The author continues, "That response...is what true charity looks like. Rather than be offended by my behavior, he interpreted my actions as having come from a place of ignorance rather than flawed character. When we are filled with charity, we understand that the behavior of others is most often motivated by their desires to do good, even when that is not the reality of their actions."

He is trying. She is trying. It's not her character, it's ignorance. Ignorance of her own capacity for change. His ignorance of your faith in him. Ignorance of the potential two committed people contain to change the entire landscape of the marriage.

Marriage is a lifelong mission to change us. If we aren’t vastly different inside from years of efforts to meld our hearts to another’s, we didn’t do it right.

We can make it easier on ourselves the more we allow love rather than brute force to be the changing agent, but even when putting our heads down and powering through feels like the only way, it counts.
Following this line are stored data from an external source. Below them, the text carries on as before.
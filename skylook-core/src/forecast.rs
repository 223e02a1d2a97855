//! Grouping of fixed-interval forecast steps into calendar days.

use chrono::{DateTime, FixedOffset};

use crate::{
    model::{Condition, ForecastDay},
    units::celsius_to_fahrenheit,
};

/// One time-step of a forecast feed, already in metric units.
#[derive(Debug, Clone, PartialEq)]
pub struct ForecastStep {
    /// Unix timestamp (seconds).
    pub dt: i64,
    pub temp_min_c: f64,
    pub temp_max_c: f64,
    pub condition: Condition,
    /// Precipitation probability in `0.0..=1.0`.
    pub pop: Option<f64>,
}

/// Collapse `steps` into at most one [`ForecastDay`] per calendar date.
///
/// Dates are taken in `offset` (the location's UTC offset). Days keep the order
/// in which their first step appeared, and only the first `days` are returned.
/// The first condition seen for a date stays as its representative; the
/// Fahrenheit extremes are always recomputed from the Celsius extremes.
pub fn group_by_day(steps: &[ForecastStep], offset: FixedOffset, days: usize) -> Vec<ForecastDay> {
    let mut out: Vec<ForecastDay> = Vec::new();

    for step in steps {
        let Some(at) = DateTime::from_timestamp(step.dt, 0) else {
            tracing::debug!(dt = step.dt, "skipping forecast step with invalid timestamp");
            continue;
        };
        let date = at.with_timezone(&offset).date_naive();
        let rain = rain_percent(step.pop);

        match out.iter_mut().find(|d| d.date == date) {
            Some(day) => {
                day.maxtemp_c = day.maxtemp_c.max(step.temp_max_c);
                day.mintemp_c = day.mintemp_c.min(step.temp_min_c);
                day.maxtemp_f = celsius_to_fahrenheit(day.maxtemp_c);
                day.mintemp_f = celsius_to_fahrenheit(day.mintemp_c);
                day.chance_of_rain = day.chance_of_rain.max(rain);
            }
            None => out.push(ForecastDay {
                date,
                maxtemp_c: step.temp_max_c,
                maxtemp_f: celsius_to_fahrenheit(step.temp_max_c),
                mintemp_c: step.temp_min_c,
                mintemp_f: celsius_to_fahrenheit(step.temp_min_c),
                condition: step.condition.clone(),
                chance_of_rain: rain,
            }),
        }
    }

    out.truncate(days);
    out
}

fn rain_percent(pop: Option<f64>) -> u8 {
    pop.map(|p| (p.clamp(0.0, 1.0) * 100.0).round() as u8)
        .unwrap_or(0)
}

#[cfg(test)]
mod tests {
    use super::*;
    use chrono::NaiveDate;

    // 2024-03-10T00:00:00Z
    const MIDNIGHT: i64 = 1_710_028_800;
    const STEP: i64 = 3 * 3600;

    fn cond(text: &str) -> Condition {
        Condition {
            text: text.to_string(),
            icon: format!("{text}.png"),
            code: None,
        }
    }

    fn step(dt: i64, temp: f64, text: &str) -> ForecastStep {
        ForecastStep {
            dt,
            temp_min_c: temp,
            temp_max_c: temp,
            condition: cond(text),
            pop: None,
        }
    }

    fn utc() -> FixedOffset {
        FixedOffset::east_opt(0).unwrap()
    }

    #[test]
    fn single_day_takes_extremes_of_all_steps() {
        let steps = vec![
            step(MIDNIGHT, 4.0, "clear sky"),
            step(MIDNIGHT + STEP, 2.5, "few clouds"),
            step(MIDNIGHT + 2 * STEP, 11.0, "rain"),
            step(MIDNIGHT + 3 * STEP, 7.0, "rain"),
        ];

        let days = group_by_day(&steps, utc(), 5);
        assert_eq!(days.len(), 1);

        let day = &days[0];
        assert_eq!(day.date, NaiveDate::from_ymd_opt(2024, 3, 10).unwrap());
        assert_eq!(day.maxtemp_c, 11.0);
        assert_eq!(day.mintemp_c, 2.5);
        assert_eq!(day.maxtemp_f, celsius_to_fahrenheit(11.0));
        assert_eq!(day.mintemp_f, celsius_to_fahrenheit(2.5));
    }

    #[test]
    fn first_condition_is_kept_for_the_day() {
        let steps = vec![
            step(MIDNIGHT, 4.0, "clear sky"),
            step(MIDNIGHT + STEP, 9.0, "thunderstorm"),
        ];

        let days = group_by_day(&steps, utc(), 5);
        assert_eq!(days[0].condition.text, "clear sky");
    }

    #[test]
    fn uses_min_and_max_fields_independently() {
        let mut warm = step(MIDNIGHT, 0.0, "a");
        (warm.temp_min_c, warm.temp_max_c) = (3.0, 5.0);
        let mut cool = step(MIDNIGHT + STEP, 0.0, "b");
        (cool.temp_min_c, cool.temp_max_c) = (1.0, 4.0);
        let steps = vec![warm, cool];

        let days = group_by_day(&steps, utc(), 5);
        assert_eq!(days[0].maxtemp_c, 5.0);
        assert_eq!(days[0].mintemp_c, 1.0);
    }

    #[test]
    fn caps_to_requested_days_in_order() {
        let steps: Vec<_> = (0..40)
            .map(|i| step(MIDNIGHT + i * STEP, i as f64, "clouds"))
            .collect();

        let days = group_by_day(&steps, utc(), 3);
        let dates: Vec<_> = days.iter().map(|d| d.date.to_string()).collect();
        assert_eq!(dates, ["2024-03-10", "2024-03-11", "2024-03-12"]);
    }

    #[test]
    fn dates_follow_the_location_offset() {
        // 23:00 UTC on the 10th is already the 11th in UTC+2.
        let steps = vec![step(MIDNIGHT + 23 * 3600, 5.0, "clear sky")];
        let plus_two = FixedOffset::east_opt(2 * 3600).unwrap();

        let days = group_by_day(&steps, plus_two, 5);
        assert_eq!(days[0].date, NaiveDate::from_ymd_opt(2024, 3, 11).unwrap());
    }

    #[test]
    fn chance_of_rain_is_the_daily_peak() {
        let mut wet = step(MIDNIGHT + STEP, 5.0, "rain");
        wet.pop = Some(0.64);
        let mut damp = step(MIDNIGHT, 5.0, "clouds");
        damp.pop = Some(0.2);

        let days = group_by_day(&[damp, wet], utc(), 5);
        assert_eq!(days[0].chance_of_rain, 64);
    }

    #[test]
    fn empty_feed_gives_no_days() {
        assert!(group_by_day(&[], utc(), 5).is_empty());
    }
}
use chrono::{DateTime, NaiveDate, Utc};
use serde::{Deserialize, Serialize};

use crate::units::TemperatureUnit;

/// A point on the globe in decimal degrees.
#[derive(Debug, Clone, Copy, PartialEq, Serialize, Deserialize)]
pub struct Coordinates {
    pub lat: f64,
    pub lon: f64,
}

impl Coordinates {
    pub fn new(lat: f64, lon: f64) -> Self {
        Self { lat, lon }
    }

    /// Recognize a `"lat,lon"` query, e.g. one produced by geolocation.
    pub fn parse(query: &str) -> Option<Self> {
        let (lat, lon) = query.split_once(',')?;
        let lat: f64 = lat.trim().parse().ok()?;
        let lon: f64 = lon.trim().parse().ok()?;

        let valid = lat.is_finite()
            && lon.is_finite()
            && (-90.0..=90.0).contains(&lat)
            && (-180.0..=180.0).contains(&lon);

        valid.then_some(Self { lat, lon })
    }
}

impl std::fmt::Display for Coordinates {
    fn fmt(&self, f: &mut std::fmt::Formatter<'_>) -> std::fmt::Result {
        write!(f, "{},{}", self.lat, self.lon)
    }
}

/// One geocoding candidate as reported by the provider.
#[derive(Debug, Clone, PartialEq, Serialize, Deserialize)]
pub struct GeoMatch {
    pub name: String,
    pub lat: f64,
    pub lon: f64,
    #[serde(default)]
    pub country: String,
    #[serde(default)]
    pub state: Option<String>,
}

impl GeoMatch {
    pub fn coordinates(&self) -> Coordinates {
        Coordinates::new(self.lat, self.lon)
    }
}

#[derive(Debug, Clone, PartialEq, Serialize, Deserialize)]
pub struct Condition {
    pub text: String,
    pub icon: String,
    pub code: Option<u32>,
}

#[derive(Debug, Clone, PartialEq, Serialize, Deserialize)]
pub struct LocationInfo {
    pub name: String,
    pub country: String,
    pub localtime: DateTime<Utc>,
}

/// Current conditions with every temperature and speed in both units.
#[derive(Debug, Clone, PartialEq, Serialize, Deserialize)]
pub struct CurrentConditions {
    pub temp_c: f64,
    pub temp_f: f64,
    pub condition: Condition,
    pub humidity: u8,
    pub pressure_mb: Option<f64>,
    pub wind_kph: f64,
    pub wind_mph: f64,
    /// Not provided by the basic endpoints; always 0.
    pub uv: f64,
    pub feels_like_c: f64,
    pub feels_like_f: f64,
}

/// One fetched, non-cached weather result.
#[derive(Debug, Clone, PartialEq, Serialize, Deserialize)]
pub struct WeatherSnapshot {
    pub location: LocationInfo,
    pub current: CurrentConditions,
}

/// Aggregate of all forecast time-steps that fall on one calendar date.
#[derive(Debug, Clone, PartialEq, Serialize, Deserialize)]
pub struct ForecastDay {
    pub date: NaiveDate,
    pub maxtemp_c: f64,
    pub maxtemp_f: f64,
    pub mintemp_c: f64,
    pub mintemp_f: f64,
    pub condition: Condition,
    pub chance_of_rain: u8,
}

#[derive(Debug, Clone, PartialEq, Serialize, Deserialize)]
pub struct ForecastReport {
    pub snapshot: WeatherSnapshot,
    pub days: Vec<ForecastDay>,
}

/// Autocomplete candidate. Never persisted.
#[derive(Debug, Clone, PartialEq, Serialize, Deserialize)]
pub struct LocationSuggestion {
    pub id: String,
    pub name: String,
    pub region: String,
    pub country: String,
    pub lat: f64,
    pub lon: f64,
}

impl LocationSuggestion {
    /// The location string submitted when this suggestion is chosen.
    pub fn query(&self) -> String {
        format!("{}, {}", self.name, self.country)
    }

    pub fn label(&self) -> String {
        if self.region.is_empty() {
            format!("{}, {}", self.name, self.country)
        } else {
            format!("{}, {}, {}", self.name, self.region, self.country)
        }
    }
}

impl From<GeoMatch> for LocationSuggestion {
    fn from(m: GeoMatch) -> Self {
        Self {
            id: format!("{}-{}", m.lat, m.lon),
            name: m.name,
            region: m.state.unwrap_or_default(),
            country: m.country,
            lat: m.lat,
            lon: m.lon,
        }
    }
}

pub const DEFAULT_LAST_SEARCHED: &str = "London";

/// Persisted user settings. One document, always replaced whole.
#[derive(Debug, Clone, PartialEq, Eq, Serialize, Deserialize)]
pub struct UserPreferences {
    #[serde(default)]
    pub unit: TemperatureUnit,
    #[serde(default)]
    pub favorites: Vec<String>,
    #[serde(rename = "lastSearched", default = "default_last_searched")]
    pub last_searched: String,
}

fn default_last_searched() -> String {
    DEFAULT_LAST_SEARCHED.to_string()
}

impl Default for UserPreferences {
    fn default() -> Self {
        Self {
            unit: TemperatureUnit::Celsius,
            favorites: Vec::new(),
            last_searched: default_last_searched(),
        }
    }
}

impl UserPreferences {
    pub fn is_favorite(&self, name: &str) -> bool {
        self.favorites.iter().any(|f| f == name)
    }

    /// Collapse repeated favorites, keeping first-seen order.
    pub(crate) fn dedup_favorites(&mut self) {
        let mut seen = std::collections::HashSet::new();
        self.favorites.retain(|f| seen.insert(f.clone()));
    }
}
//! Binary crate for the `skylook` command-line tool.
//!
//! This crate focuses on:
//! - Parsing CLI arguments
//! - Interactive prompts (configuration, autocomplete search)
//! - Human-friendly output formatting

use clap::Parser;
use tracing_subscriber::EnvFilter;

mod cli;
mod complete;
mod render;

fn init_tracing(verbose: u8) {
    let default = match verbose {
        0 => "warn",
        1 => "info",
        _ => "debug",
    };

    tracing_subscriber::fmt()
        .with_env_filter(
            EnvFilter::try_from_default_env().unwrap_or_else(|_| EnvFilter::new(default)),
        )
        .with_writer(std::io::stderr)
        .init();
}

#[tokio::main]
async fn main() -> anyhow::Result<()> {
    let cmd = cli::Cli::parse();
    init_tracing(cmd.verbose);
    cmd.run().await
}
Hanging in there just to hang in there is valuable, too.

Holding on until you are strong enough to carry your Love at a moment they feel they can’t go on anymore, is good.

Giving one last push to forget yourself in order to give them what you thought you never could, will never be a wasted sacrifice.

He’s trying. She’s trying. Give them the lifetime you promised them to become who, perhaps at times only God, knows they can be.

If the goal is to get to a point where marriage comes easily, you may be disappointed for a long time. But if the goal is to get to a point where marriage brings you joy, that is within reach.

Sacrifice is power. Selflessness is strength.

It gets easier because being willing to work is half the battle. It gets easier because you’ll realize that “needing work” and “broken” aren’t the same.

It gets easier because Charity Never Faileth.

I celebrate every great day my husband and I have together, because our success is in our progress. I know we created these good days through hard fought sweat and tears, and therefore no matter what lies ahead, we can create more.

I know many of your stories, and I know you can say the same. I have listened to your sobs over the phone as you tried to work through questions your wedding day self couldn’t have imagined.

I've held your hand in my home when you felt like your only option was to leave your own for the night.

I’ve read the lengthy texts, sent many of my own, and spent hours exchanging thoughts as you’ve grappled with the choice you have to hang on or let go.

I’ve cried with you when we both recognize that the more difficult choice is to stay.

I know what you’ve come back from, the demons you’ve fought off, the thrill you’ve felt when the two of you can happily cuddle up together and share a laugh. After what you’ve been through, the high price you’ve paid, that is a triumph.

I’m here for the fighters, the hard workers, those in the trenches.

I’m one of you, and I can hardly believe how far we’ve come.

Happy Five Years to my one and only. You make me feel like I am both enough and becoming more.